══ THE RECORDS ══

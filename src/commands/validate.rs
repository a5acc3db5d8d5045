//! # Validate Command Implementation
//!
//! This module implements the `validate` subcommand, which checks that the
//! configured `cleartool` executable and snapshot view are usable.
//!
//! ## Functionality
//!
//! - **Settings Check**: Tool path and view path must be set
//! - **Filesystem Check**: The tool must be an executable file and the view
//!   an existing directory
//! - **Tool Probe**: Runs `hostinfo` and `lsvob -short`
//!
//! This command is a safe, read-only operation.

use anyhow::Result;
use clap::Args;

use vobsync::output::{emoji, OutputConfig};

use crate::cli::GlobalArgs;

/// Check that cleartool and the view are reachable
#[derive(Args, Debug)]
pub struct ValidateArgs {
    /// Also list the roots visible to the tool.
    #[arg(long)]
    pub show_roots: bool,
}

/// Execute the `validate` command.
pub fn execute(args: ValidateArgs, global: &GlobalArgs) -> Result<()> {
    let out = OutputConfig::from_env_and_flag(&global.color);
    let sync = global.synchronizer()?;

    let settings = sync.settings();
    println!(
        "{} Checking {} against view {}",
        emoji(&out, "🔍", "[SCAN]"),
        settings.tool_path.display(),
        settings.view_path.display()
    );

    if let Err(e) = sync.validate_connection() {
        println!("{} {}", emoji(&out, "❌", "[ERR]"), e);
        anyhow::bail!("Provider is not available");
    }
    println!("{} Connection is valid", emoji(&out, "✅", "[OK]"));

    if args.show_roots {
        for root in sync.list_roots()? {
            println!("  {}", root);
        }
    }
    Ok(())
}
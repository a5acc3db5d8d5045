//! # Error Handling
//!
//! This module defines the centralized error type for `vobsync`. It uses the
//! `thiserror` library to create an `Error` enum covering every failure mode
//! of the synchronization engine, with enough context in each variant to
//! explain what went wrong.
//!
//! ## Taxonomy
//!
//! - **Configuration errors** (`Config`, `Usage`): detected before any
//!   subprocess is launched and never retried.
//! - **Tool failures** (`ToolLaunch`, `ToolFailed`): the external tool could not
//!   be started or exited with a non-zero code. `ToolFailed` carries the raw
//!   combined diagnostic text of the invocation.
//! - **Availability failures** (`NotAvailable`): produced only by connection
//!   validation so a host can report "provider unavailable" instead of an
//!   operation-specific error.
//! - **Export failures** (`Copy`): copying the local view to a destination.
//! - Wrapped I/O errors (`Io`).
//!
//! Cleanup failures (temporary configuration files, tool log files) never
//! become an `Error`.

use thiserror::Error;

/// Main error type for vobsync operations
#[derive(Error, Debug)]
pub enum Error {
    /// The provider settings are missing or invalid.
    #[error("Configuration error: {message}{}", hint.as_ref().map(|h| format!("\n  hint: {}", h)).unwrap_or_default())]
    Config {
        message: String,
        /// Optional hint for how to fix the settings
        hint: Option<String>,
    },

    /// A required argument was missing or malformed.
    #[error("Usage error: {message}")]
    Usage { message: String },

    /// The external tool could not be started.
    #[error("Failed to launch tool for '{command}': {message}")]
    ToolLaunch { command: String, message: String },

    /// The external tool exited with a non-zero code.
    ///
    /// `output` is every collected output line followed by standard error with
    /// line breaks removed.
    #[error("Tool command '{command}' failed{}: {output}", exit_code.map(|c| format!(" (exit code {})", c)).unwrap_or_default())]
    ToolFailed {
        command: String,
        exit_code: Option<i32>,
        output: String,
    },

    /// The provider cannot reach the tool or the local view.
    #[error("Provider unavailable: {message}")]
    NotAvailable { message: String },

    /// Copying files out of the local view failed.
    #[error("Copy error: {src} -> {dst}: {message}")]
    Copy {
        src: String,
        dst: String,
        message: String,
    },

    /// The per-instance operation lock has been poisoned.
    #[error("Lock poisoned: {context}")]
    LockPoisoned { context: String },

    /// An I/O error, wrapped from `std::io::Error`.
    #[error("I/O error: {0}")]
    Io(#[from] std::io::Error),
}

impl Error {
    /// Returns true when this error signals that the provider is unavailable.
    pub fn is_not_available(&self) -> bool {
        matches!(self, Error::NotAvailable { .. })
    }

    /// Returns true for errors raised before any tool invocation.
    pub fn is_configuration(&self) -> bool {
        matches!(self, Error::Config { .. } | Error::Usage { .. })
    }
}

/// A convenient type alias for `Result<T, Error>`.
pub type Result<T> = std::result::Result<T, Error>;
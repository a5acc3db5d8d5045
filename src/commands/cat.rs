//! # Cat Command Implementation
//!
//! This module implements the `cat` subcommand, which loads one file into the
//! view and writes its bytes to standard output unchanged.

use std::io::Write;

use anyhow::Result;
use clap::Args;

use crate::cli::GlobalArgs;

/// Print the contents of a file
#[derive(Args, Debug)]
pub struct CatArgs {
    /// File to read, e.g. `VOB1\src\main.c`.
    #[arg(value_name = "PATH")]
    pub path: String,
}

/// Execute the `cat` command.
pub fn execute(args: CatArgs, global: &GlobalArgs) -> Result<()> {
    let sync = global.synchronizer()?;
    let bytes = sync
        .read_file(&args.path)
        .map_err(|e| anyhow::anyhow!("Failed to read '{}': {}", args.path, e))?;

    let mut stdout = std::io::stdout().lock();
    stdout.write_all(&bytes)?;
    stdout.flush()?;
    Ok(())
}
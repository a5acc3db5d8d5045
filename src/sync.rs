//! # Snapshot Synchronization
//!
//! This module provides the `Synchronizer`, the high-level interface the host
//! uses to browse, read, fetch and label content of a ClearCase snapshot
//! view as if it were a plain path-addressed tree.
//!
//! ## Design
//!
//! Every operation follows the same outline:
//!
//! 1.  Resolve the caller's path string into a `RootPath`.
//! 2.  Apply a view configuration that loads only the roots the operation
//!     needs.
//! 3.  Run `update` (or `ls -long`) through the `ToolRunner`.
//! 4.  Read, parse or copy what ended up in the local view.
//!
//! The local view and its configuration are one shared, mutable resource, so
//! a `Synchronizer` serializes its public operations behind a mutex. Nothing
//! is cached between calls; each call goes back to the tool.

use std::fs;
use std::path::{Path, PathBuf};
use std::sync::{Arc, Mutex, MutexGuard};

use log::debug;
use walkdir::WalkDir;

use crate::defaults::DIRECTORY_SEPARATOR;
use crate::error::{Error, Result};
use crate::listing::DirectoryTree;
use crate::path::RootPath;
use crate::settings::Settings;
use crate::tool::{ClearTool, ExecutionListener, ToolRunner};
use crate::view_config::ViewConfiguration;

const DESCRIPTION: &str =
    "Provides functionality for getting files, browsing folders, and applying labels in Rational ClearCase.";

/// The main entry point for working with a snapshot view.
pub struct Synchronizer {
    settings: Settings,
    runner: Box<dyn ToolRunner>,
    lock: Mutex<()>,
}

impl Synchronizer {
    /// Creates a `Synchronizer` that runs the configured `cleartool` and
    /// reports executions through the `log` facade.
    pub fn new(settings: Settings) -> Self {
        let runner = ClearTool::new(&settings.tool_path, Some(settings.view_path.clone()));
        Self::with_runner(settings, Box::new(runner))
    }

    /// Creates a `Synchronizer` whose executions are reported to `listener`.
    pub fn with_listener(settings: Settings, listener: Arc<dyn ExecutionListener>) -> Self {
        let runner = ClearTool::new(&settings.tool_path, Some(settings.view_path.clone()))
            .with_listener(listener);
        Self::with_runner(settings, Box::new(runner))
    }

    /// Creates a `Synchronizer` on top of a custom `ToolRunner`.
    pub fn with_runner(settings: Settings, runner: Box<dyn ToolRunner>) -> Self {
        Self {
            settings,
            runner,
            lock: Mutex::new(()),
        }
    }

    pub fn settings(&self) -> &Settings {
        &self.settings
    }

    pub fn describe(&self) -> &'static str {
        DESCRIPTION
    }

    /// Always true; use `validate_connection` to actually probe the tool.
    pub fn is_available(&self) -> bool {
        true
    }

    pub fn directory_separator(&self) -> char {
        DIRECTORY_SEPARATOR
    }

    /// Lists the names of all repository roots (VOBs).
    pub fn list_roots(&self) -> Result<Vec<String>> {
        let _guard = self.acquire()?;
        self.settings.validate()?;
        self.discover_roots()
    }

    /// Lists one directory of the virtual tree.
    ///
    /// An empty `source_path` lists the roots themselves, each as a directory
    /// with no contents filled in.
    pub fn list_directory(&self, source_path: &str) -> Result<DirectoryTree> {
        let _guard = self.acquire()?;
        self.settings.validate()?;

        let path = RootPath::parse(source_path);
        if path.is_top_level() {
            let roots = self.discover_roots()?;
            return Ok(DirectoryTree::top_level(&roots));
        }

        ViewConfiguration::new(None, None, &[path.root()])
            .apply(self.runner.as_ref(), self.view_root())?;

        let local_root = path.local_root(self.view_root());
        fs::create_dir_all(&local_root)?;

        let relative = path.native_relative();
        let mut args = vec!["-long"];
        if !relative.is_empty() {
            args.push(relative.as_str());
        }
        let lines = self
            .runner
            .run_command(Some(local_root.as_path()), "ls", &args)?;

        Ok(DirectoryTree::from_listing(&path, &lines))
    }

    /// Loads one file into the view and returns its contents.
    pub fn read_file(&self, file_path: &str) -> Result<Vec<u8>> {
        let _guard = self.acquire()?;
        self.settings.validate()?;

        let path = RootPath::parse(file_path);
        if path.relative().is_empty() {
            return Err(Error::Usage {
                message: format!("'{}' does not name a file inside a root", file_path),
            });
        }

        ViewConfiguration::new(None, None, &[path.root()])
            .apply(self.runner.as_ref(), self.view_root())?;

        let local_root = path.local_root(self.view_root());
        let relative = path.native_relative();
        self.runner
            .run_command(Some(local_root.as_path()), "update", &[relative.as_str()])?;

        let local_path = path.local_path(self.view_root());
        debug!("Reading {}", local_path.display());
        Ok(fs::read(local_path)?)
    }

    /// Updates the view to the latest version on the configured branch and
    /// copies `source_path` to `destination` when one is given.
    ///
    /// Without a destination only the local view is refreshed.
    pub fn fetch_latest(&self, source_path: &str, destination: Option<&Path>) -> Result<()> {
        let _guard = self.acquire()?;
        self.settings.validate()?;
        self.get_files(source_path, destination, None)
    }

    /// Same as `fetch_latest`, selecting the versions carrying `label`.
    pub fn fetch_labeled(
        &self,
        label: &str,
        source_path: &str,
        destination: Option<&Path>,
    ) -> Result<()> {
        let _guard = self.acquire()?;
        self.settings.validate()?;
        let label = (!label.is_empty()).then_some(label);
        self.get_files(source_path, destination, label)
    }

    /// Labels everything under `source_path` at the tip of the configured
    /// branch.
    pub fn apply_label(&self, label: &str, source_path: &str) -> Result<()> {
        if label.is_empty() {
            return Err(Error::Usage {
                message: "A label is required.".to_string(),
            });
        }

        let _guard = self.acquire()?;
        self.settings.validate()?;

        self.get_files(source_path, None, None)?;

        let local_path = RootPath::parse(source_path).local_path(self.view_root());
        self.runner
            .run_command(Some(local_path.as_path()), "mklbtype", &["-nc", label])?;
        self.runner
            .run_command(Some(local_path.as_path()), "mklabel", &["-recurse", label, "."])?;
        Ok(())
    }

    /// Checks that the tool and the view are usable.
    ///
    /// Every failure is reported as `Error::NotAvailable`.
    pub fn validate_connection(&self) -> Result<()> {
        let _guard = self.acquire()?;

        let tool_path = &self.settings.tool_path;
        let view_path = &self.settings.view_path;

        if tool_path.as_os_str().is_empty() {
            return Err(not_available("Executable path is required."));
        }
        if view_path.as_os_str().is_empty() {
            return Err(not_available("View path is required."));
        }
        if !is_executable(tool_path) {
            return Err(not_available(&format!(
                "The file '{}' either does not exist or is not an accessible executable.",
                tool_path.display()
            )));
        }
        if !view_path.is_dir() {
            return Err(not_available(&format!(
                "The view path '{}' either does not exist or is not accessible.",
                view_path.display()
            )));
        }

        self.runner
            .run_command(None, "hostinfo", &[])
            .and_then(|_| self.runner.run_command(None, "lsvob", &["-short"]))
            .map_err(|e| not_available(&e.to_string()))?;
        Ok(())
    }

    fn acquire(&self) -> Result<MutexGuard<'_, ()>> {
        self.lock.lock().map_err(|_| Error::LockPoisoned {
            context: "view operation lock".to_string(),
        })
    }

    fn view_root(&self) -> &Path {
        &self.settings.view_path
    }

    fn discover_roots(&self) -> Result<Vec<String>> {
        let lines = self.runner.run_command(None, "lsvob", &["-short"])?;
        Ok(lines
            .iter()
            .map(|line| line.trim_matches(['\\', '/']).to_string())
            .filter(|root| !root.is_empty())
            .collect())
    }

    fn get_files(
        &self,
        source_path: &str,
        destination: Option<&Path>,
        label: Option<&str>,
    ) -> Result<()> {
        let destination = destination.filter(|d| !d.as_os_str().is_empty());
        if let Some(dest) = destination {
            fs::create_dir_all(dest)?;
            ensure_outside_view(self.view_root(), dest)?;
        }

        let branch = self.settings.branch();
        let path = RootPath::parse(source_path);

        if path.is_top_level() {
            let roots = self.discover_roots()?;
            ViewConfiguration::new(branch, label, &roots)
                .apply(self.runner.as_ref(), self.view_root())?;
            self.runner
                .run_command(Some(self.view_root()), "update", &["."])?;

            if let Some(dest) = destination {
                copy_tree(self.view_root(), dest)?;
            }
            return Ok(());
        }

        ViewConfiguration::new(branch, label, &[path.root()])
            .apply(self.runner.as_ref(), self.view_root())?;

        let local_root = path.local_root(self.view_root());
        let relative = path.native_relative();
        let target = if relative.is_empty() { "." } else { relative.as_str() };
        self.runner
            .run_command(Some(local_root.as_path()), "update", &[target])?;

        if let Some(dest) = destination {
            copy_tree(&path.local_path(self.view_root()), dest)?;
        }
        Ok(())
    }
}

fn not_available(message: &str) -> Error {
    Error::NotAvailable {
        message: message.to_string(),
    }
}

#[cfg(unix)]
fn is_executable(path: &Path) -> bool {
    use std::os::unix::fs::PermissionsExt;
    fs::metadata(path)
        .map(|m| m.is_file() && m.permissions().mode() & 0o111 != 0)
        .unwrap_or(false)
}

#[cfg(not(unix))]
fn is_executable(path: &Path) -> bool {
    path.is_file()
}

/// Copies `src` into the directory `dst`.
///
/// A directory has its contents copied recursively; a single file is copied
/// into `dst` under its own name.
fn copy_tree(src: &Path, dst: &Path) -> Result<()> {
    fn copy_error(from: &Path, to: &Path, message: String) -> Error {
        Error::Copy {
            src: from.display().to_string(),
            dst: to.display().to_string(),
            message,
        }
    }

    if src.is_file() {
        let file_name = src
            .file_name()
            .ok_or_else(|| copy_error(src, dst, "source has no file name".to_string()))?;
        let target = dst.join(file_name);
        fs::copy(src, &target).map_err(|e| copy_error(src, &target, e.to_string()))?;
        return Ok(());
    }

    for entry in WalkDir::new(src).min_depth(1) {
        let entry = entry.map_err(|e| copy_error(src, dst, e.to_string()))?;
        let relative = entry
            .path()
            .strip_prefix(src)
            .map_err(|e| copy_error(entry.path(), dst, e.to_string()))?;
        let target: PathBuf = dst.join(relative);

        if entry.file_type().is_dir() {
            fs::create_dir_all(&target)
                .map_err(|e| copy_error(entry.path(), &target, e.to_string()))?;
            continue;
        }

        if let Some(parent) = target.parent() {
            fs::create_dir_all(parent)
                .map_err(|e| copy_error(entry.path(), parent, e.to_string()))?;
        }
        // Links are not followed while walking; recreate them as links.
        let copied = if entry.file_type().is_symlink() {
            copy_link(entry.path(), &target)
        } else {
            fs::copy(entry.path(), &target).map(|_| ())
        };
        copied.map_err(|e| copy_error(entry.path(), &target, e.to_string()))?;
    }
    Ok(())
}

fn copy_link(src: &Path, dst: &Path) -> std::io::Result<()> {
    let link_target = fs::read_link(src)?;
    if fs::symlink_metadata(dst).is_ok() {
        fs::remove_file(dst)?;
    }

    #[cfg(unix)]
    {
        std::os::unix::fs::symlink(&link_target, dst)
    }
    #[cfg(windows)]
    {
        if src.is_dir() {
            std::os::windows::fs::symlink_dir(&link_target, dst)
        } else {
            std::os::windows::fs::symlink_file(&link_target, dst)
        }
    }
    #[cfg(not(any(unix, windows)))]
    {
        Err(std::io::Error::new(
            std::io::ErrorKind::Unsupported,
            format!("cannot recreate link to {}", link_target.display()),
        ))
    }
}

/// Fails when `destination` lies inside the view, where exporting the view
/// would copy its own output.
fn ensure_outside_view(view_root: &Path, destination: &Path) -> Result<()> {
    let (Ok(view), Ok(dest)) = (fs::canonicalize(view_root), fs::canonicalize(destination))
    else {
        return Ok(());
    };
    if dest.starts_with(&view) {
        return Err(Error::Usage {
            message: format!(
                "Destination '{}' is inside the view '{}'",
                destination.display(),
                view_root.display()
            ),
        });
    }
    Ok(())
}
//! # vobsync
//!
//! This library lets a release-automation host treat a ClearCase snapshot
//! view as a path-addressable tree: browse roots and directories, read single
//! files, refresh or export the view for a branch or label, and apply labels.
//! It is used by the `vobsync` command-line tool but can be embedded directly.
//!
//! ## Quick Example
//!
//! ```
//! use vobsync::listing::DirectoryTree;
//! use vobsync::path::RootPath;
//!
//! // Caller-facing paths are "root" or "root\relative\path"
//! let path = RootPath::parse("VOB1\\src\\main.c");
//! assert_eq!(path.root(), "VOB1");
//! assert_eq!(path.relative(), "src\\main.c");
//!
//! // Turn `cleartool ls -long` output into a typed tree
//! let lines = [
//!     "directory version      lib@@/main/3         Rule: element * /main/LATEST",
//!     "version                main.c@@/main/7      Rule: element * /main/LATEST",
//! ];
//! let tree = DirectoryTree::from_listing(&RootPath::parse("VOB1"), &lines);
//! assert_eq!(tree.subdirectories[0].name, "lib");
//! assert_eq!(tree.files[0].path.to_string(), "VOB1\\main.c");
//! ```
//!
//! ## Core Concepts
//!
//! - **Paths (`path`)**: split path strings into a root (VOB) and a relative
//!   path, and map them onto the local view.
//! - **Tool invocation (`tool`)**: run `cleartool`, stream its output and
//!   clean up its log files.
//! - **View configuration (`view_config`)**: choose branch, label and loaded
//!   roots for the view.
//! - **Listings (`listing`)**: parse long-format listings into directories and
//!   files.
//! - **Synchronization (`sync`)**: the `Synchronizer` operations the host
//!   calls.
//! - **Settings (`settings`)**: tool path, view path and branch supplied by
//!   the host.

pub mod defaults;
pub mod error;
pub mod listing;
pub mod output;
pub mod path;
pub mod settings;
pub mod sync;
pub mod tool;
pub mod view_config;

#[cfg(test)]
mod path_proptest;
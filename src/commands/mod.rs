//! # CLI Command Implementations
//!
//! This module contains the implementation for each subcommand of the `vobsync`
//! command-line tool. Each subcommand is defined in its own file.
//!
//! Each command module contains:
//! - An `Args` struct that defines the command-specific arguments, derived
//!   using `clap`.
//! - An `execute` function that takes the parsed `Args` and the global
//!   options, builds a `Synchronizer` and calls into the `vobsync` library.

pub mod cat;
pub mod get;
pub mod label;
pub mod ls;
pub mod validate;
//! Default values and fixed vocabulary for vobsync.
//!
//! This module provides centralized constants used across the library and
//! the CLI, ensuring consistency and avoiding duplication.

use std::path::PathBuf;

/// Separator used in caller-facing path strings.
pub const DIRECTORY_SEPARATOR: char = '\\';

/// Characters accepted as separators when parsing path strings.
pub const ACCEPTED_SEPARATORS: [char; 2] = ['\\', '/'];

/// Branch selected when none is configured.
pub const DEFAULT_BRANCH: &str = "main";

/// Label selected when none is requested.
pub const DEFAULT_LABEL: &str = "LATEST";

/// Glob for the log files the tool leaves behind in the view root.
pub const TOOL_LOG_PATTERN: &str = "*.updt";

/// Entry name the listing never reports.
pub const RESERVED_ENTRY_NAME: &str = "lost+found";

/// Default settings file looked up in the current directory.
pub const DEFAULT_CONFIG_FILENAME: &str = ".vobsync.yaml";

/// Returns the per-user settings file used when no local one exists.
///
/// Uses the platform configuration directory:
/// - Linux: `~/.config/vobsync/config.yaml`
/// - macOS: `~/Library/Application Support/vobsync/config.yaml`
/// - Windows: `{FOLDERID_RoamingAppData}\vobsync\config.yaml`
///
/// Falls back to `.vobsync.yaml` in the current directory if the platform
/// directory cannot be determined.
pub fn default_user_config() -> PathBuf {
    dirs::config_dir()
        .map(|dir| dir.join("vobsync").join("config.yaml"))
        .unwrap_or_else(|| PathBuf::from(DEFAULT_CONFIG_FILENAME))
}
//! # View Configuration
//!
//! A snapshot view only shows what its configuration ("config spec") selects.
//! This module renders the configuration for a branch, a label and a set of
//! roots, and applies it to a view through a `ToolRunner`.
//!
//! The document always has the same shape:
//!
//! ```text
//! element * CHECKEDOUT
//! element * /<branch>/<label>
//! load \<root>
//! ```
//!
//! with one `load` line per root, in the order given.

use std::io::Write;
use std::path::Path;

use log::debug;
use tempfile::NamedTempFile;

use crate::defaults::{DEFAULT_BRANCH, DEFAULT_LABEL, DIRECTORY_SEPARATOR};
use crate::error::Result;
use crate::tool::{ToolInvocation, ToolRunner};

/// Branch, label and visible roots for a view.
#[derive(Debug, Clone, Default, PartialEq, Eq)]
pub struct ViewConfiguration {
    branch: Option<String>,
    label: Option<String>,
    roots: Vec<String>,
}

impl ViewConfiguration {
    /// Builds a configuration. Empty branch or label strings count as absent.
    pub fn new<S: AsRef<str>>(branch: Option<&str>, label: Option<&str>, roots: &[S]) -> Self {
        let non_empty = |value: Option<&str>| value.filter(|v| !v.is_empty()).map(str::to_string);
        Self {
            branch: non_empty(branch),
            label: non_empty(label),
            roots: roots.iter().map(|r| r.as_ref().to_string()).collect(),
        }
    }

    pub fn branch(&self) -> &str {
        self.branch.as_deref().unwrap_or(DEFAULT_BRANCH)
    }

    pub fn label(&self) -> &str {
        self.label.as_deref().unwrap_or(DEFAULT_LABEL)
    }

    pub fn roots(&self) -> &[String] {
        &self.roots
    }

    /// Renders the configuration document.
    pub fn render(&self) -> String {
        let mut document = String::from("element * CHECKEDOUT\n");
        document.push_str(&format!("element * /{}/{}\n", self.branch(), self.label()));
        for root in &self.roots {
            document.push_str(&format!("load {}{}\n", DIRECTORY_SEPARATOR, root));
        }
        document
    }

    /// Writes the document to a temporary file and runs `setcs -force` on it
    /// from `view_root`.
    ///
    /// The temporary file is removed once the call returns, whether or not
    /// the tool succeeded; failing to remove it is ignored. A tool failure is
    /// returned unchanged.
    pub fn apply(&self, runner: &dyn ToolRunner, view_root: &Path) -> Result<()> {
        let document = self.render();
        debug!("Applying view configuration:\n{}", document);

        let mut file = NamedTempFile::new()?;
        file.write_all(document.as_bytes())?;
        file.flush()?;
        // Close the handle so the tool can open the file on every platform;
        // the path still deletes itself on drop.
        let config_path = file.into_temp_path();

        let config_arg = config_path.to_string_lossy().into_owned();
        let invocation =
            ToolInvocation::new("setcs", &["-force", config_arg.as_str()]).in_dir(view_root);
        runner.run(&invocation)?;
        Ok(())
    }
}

═══

EXERCISE DESCRIPTION:
How many of the lines above include the word "implements"? Respond with the number alone.

RESPONSE FOR THIS EXERCISE:
2